§ **Information**
++++++++
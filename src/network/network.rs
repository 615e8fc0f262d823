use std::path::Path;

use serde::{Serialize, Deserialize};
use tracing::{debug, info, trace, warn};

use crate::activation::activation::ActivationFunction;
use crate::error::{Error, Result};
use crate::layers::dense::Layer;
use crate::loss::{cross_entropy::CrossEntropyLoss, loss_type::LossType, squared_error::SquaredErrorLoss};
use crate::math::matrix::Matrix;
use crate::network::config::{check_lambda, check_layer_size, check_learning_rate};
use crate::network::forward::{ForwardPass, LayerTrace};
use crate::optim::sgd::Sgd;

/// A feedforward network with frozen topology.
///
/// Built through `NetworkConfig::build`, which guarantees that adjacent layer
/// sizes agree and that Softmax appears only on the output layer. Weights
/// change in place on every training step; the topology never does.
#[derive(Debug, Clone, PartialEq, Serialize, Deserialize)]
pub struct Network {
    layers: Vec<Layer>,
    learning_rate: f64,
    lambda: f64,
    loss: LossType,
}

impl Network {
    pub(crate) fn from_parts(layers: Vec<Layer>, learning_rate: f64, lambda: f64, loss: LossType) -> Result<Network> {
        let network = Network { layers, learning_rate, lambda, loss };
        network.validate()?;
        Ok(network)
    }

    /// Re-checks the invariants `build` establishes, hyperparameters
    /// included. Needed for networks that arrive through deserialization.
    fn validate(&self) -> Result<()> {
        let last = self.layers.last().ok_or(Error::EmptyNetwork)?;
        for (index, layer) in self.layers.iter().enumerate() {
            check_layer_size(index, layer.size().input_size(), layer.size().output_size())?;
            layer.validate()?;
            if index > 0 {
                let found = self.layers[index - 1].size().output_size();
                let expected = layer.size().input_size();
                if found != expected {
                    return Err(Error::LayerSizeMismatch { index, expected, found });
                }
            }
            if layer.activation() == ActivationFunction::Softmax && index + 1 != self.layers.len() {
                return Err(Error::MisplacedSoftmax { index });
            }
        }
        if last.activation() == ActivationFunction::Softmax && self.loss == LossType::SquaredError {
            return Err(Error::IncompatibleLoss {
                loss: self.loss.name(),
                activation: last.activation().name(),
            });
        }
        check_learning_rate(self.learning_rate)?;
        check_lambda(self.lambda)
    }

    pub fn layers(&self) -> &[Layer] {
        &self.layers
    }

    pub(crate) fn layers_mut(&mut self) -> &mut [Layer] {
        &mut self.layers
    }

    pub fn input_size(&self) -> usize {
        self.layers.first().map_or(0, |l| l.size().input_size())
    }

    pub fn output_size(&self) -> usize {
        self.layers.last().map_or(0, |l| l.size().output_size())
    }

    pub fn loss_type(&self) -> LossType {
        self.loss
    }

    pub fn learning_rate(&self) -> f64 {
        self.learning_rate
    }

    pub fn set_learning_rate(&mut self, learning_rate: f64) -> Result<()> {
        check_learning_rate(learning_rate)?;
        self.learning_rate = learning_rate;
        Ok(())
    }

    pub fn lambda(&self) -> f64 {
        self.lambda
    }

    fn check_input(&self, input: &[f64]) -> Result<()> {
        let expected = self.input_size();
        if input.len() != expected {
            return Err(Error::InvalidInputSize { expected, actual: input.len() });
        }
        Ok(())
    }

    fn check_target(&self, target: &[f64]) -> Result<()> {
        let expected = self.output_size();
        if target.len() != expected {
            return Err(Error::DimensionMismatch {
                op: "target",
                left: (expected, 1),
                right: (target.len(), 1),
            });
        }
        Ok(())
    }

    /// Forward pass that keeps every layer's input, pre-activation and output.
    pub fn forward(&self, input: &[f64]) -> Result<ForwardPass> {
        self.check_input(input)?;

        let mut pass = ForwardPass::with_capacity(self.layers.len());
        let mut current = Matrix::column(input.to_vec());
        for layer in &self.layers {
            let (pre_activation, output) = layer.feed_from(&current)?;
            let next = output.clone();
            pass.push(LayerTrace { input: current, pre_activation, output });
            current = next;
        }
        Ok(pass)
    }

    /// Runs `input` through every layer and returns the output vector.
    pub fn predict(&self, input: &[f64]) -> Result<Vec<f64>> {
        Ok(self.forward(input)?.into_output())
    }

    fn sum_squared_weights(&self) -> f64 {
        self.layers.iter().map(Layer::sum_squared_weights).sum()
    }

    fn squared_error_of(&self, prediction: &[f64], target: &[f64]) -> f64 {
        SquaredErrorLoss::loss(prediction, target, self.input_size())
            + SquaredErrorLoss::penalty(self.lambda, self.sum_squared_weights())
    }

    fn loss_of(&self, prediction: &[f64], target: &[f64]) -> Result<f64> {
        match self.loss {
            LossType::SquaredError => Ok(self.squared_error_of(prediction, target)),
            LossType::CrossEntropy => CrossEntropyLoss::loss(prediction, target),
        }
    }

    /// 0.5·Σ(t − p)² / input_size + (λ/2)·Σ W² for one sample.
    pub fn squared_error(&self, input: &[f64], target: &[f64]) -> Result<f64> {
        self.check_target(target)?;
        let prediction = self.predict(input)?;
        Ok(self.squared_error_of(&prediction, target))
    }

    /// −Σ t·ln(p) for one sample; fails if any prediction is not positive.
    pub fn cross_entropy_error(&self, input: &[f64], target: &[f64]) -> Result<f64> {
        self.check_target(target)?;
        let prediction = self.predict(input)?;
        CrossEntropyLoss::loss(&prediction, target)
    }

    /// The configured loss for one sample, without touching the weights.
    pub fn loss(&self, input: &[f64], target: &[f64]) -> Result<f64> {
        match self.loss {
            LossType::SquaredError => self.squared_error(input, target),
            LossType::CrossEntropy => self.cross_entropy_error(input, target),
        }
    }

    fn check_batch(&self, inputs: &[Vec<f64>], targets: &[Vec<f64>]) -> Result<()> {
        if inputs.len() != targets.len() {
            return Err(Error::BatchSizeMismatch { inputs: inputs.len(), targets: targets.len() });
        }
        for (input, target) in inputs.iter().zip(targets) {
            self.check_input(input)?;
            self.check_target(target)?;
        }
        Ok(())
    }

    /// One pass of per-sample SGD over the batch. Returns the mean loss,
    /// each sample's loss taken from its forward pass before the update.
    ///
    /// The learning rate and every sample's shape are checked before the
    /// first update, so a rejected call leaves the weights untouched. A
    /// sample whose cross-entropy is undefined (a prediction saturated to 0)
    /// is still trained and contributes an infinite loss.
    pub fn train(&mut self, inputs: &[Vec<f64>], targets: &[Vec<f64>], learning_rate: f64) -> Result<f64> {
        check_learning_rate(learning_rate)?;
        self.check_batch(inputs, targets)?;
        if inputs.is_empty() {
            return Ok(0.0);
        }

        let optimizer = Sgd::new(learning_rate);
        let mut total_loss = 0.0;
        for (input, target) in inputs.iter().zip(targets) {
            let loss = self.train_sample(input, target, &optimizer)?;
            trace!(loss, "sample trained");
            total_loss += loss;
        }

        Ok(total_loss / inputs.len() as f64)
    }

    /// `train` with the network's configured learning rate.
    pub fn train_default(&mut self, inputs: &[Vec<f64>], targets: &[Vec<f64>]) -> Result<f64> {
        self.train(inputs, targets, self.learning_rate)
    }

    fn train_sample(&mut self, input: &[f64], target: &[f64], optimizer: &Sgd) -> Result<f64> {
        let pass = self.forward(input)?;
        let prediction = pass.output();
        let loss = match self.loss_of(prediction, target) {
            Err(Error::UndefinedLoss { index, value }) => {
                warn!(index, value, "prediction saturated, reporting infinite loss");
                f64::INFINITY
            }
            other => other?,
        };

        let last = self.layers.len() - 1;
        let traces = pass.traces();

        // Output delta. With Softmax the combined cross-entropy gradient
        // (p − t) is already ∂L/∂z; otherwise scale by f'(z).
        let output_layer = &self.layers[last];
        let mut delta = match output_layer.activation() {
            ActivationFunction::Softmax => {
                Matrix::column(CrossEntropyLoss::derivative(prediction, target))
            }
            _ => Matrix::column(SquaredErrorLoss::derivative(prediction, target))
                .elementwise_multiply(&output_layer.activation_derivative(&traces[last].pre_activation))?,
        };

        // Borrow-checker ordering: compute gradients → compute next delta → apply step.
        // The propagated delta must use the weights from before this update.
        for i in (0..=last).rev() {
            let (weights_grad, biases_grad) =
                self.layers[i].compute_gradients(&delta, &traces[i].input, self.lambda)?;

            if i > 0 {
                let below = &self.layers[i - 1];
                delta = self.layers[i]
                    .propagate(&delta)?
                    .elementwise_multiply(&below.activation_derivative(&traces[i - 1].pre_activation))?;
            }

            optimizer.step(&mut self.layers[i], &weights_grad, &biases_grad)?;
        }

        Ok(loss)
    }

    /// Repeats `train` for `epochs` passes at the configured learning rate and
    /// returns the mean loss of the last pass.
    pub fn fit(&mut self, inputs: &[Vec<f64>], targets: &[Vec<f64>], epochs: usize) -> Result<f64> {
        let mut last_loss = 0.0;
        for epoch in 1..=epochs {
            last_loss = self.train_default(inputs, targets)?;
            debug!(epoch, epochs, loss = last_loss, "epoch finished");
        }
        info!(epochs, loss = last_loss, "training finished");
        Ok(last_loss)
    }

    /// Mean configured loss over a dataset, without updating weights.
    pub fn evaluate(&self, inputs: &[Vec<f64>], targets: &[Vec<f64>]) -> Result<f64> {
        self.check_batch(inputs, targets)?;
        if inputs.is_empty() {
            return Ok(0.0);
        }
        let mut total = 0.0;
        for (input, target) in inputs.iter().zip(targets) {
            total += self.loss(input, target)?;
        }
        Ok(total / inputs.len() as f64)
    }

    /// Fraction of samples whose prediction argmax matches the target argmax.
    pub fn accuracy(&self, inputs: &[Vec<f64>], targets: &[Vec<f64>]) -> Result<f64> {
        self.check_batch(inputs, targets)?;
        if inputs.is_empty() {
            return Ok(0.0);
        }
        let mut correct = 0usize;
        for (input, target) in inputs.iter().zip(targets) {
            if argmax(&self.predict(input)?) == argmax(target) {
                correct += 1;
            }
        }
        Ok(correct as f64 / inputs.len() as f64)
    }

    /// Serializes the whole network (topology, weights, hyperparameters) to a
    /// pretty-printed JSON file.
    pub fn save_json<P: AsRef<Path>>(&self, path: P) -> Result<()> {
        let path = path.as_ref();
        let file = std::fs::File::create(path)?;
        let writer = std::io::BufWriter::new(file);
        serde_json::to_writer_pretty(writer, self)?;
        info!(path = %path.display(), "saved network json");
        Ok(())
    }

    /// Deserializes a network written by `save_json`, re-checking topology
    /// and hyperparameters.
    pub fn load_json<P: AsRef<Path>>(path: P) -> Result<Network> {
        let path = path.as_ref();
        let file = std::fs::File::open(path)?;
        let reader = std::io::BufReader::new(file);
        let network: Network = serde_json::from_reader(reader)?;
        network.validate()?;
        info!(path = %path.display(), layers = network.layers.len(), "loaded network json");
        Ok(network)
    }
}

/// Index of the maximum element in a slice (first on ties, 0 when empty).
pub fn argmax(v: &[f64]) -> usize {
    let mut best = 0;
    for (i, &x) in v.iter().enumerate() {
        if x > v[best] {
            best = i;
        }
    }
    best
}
++++++++
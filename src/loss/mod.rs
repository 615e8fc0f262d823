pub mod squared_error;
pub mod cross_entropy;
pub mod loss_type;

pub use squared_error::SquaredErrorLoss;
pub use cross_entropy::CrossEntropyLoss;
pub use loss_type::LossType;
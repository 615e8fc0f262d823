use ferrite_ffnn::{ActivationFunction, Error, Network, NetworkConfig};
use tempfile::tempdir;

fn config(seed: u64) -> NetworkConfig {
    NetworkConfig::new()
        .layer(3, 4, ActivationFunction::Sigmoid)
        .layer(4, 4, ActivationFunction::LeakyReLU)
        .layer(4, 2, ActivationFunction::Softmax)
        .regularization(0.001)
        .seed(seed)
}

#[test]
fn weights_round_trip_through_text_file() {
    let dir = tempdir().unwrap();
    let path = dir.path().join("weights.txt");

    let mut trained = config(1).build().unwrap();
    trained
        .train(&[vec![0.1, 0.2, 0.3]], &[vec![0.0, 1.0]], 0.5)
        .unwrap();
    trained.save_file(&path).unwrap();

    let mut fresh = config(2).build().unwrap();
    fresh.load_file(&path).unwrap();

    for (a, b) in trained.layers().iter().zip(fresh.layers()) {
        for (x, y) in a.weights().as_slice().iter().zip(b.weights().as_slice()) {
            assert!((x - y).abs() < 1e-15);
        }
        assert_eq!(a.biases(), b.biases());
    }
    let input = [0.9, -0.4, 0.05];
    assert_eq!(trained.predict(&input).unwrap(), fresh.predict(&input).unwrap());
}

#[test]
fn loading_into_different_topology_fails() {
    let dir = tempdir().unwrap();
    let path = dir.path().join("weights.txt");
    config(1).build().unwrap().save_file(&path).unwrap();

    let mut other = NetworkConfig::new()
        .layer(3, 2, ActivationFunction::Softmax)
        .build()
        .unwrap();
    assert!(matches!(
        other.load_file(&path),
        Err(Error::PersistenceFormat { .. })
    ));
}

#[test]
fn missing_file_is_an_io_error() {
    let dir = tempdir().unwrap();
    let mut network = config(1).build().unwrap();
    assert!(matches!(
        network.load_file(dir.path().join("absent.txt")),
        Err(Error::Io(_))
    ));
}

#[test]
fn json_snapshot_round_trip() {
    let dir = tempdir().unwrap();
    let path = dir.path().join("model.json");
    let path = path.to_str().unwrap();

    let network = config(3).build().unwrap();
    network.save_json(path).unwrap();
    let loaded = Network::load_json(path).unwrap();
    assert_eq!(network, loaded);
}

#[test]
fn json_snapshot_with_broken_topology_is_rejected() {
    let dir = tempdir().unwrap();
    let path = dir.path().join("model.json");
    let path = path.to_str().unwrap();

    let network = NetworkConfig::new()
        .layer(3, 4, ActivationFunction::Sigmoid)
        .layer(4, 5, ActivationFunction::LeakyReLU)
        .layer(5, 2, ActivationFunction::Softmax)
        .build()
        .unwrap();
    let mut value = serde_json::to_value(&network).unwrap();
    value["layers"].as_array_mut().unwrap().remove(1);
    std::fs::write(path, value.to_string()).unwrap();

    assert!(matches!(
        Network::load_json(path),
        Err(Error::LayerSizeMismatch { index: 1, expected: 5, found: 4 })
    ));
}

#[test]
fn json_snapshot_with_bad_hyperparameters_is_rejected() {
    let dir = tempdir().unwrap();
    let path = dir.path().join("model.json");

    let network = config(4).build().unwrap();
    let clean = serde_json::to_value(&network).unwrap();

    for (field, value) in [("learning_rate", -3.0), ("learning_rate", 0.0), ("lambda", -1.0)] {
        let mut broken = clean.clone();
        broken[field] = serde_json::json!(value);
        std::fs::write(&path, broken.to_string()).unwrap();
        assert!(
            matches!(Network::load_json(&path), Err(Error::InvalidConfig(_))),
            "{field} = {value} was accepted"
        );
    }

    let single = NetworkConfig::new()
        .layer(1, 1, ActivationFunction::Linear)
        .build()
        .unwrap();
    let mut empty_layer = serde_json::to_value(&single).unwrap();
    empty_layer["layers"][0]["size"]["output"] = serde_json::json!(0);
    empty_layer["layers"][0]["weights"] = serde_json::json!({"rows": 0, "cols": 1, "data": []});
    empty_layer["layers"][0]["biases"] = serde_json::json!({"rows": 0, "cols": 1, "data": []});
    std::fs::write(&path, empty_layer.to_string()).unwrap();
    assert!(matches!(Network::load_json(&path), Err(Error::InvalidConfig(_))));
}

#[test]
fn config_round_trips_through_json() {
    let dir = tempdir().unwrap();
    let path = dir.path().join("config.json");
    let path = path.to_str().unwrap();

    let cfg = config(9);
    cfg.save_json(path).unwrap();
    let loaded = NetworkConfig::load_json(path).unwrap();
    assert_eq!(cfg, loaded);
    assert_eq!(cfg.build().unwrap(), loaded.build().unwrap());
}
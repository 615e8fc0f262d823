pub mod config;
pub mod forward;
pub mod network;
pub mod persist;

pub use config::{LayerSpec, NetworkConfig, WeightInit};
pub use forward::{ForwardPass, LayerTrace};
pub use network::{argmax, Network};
++++++++
§ **What you are asked to do**
Return every line holding the word "below" from the records.

§ **Output**
                let below = &self.layers[i - 1];
                    .elementwise_multiply(&below.activation_derivative(&traces[i - 1].pre_activation))?;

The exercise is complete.